Dataset entries

══════════════════════════════

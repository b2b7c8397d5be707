//! HTTP surface: the submission endpoint and a health probe.

use std::sync::Arc;

use axum::extract::multipart::{MultipartError, MultipartRejection};
use axum::extract::{DefaultBodyLimit, Multipart, State};
use axum::http::StatusCode;
use axum::response::{IntoResponse, Response};
use axum::routing::{get, post};
use axum::{Json, Router};
use lettre::message::Mailbox;
use tower::ServiceBuilder;
use tower_http::cors::CorsLayer;
use tower_http::trace::TraceLayer;
use tracing::{Instrument, debug, info, info_span, warn};
use uuid::Uuid;

use crate::delivery::{DeliveryResult, Mailer, OutboundEmail};
use crate::draft::ContentDeriver;
use crate::error::{DraftError, ValidationError};
use crate::request::{EmailAddress, IncomingRequest, Upload};

/// Submission endpoint path.
pub const SUBMIT_PATH: &str = "/generate-and-send-opra/";

/// Application state shared across handlers. Immutable.
#[derive(Clone)]
pub struct AppState {
    pub deriver: Arc<dyn ContentDeriver>,
    pub mailer: Mailer,
    pub sender: Mailbox,
}

/// Build the Axum router.
pub fn opra_routes(state: AppState, max_upload_bytes: usize) -> Router {
    Router::new()
        .route(SUBMIT_PATH, post(generate_and_send))
        .route(SUBMIT_PATH.trim_end_matches('/'), post(generate_and_send))
        .route("/health", get(health))
        .layer(DefaultBodyLimit::max(max_upload_bytes))
        .layer(
            ServiceBuilder::new()
                .layer(TraceLayer::new_for_http())
                .layer(CorsLayer::permissive()),
        )
        .with_state(state)
}

// ── Health ──────────────────────────────────────────────────────────────

async fn health(State(state): State<AppState>) -> impl IntoResponse {
    Json(serde_json::json!({
        "status": "ok",
        "service": "opra-mailer",
        "mode": state.deriver.mode(),
    }))
}

// ── Submission ──────────────────────────────────────────────────────────

/// Errors raised before delivery. Delivery failures are never errors here;
/// they come back as a `200` with `status: error`.
#[derive(Debug, thiserror::Error)]
enum ApiError {
    /// Unreadable or oversized body; carries axum's status for it.
    #[error("Malformed multipart body: {message}")]
    Multipart { status: StatusCode, message: String },

    #[error(transparent)]
    Validation(#[from] ValidationError),

    #[error(transparent)]
    Draft(#[from] DraftError),
}

impl From<MultipartRejection> for ApiError {
    fn from(e: MultipartRejection) -> Self {
        Self::Multipart {
            status: e.status(),
            message: e.body_text(),
        }
    }
}

impl From<MultipartError> for ApiError {
    fn from(e: MultipartError) -> Self {
        Self::Multipart {
            status: e.status(),
            message: e.body_text(),
        }
    }
}

impl ApiError {
    fn status(&self) -> StatusCode {
        match self {
            Self::Multipart { status, .. } => *status,
            Self::Validation(_) | Self::Draft(DraftError::MissingField(_)) => {
                StatusCode::BAD_REQUEST
            }
            Self::Draft(DraftError::Extraction(_)) => StatusCode::UNPROCESSABLE_ENTITY,
            Self::Draft(DraftError::Timeout(_)) => StatusCode::GATEWAY_TIMEOUT,
            Self::Draft(_) => StatusCode::BAD_GATEWAY,
        }
    }
}

impl IntoResponse for ApiError {
    fn into_response(self) -> Response {
        (self.status(), Json(DeliveryResult::error(self.to_string()))).into_response()
    }
}

async fn generate_and_send(
    State(state): State<AppState>,
    multipart: Result<Multipart, MultipartRejection>,
) -> Response {
    let span = info_span!("opra_request", request_id = %Uuid::new_v4());
    match process(state, multipart).instrument(span).await {
        Ok(result) => Json(result).into_response(),
        Err(e) => e.into_response(),
    }
}

async fn process(
    state: AppState,
    multipart: Result<Multipart, MultipartRejection>,
) -> Result<DeliveryResult, ApiError> {
    let request = read_form(multipart?).await.inspect_err(|e| {
        warn!(error = %e, "Rejected submission");
    })?;

    info!(
        recipient = %request.recipient,
        filename = %request.document.filename,
        bytes = request.document.bytes.len(),
        mode = %state.deriver.mode(),
        "Received OPRA submission"
    );

    let draft = state.deriver.derive(&request).await.inspect_err(|e| {
        warn!(error = %e, "Content derivation failed");
    })?;

    let IncomingRequest {
        recipient,
        document,
        ..
    } = request;
    let email = OutboundEmail::new(state.sender.clone(), recipient, draft, document);

    Ok(state.mailer.deliver(email).await)
}

/// Collect the multipart fields into an [`IncomingRequest`].
///
/// The file part is read fully into memory.
async fn read_form(mut multipart: Multipart) -> Result<IncomingRequest, ApiError> {
    let mut clerk_email = None;
    let mut county = None;
    let mut municipality = None;
    let mut clerk_name = None;
    let mut document = None;

    while let Some(field) = multipart.next_field().await? {
        let name = field.name().unwrap_or_default().to_string();
        match name.as_str() {
            "clerk_email" => clerk_email = Some(field.text().await?),
            "county" => county = Some(field.text().await?),
            "municipality" => municipality = Some(field.text().await?),
            "clerk_name" => clerk_name = Some(field.text().await?),
            "file" => {
                let filename = field.file_name().map(str::to_string);
                let bytes = field.bytes().await?;
                if !bytes.is_empty() {
                    document = Some(Upload::new(filename, bytes.to_vec()));
                }
            }
            other => debug!(field = other, "Ignoring unknown form field"),
        }
    }

    let recipient =
        EmailAddress::new(clerk_email.ok_or(ValidationError::MissingField("clerk_email"))?)?;
    let document = document.ok_or(ValidationError::MissingFile)?;

    Ok(IncomingRequest {
        recipient,
        county,
        municipality,
        clerk_name,
        document,
    })
}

══════════════════════════════

Problem: Find every line in the records that contains the word "TraceLayer"; copy those lines.

Answer for this exercise:
use tower_http::trace::TraceLayer;
                .layer(TraceLayer::new_for_http())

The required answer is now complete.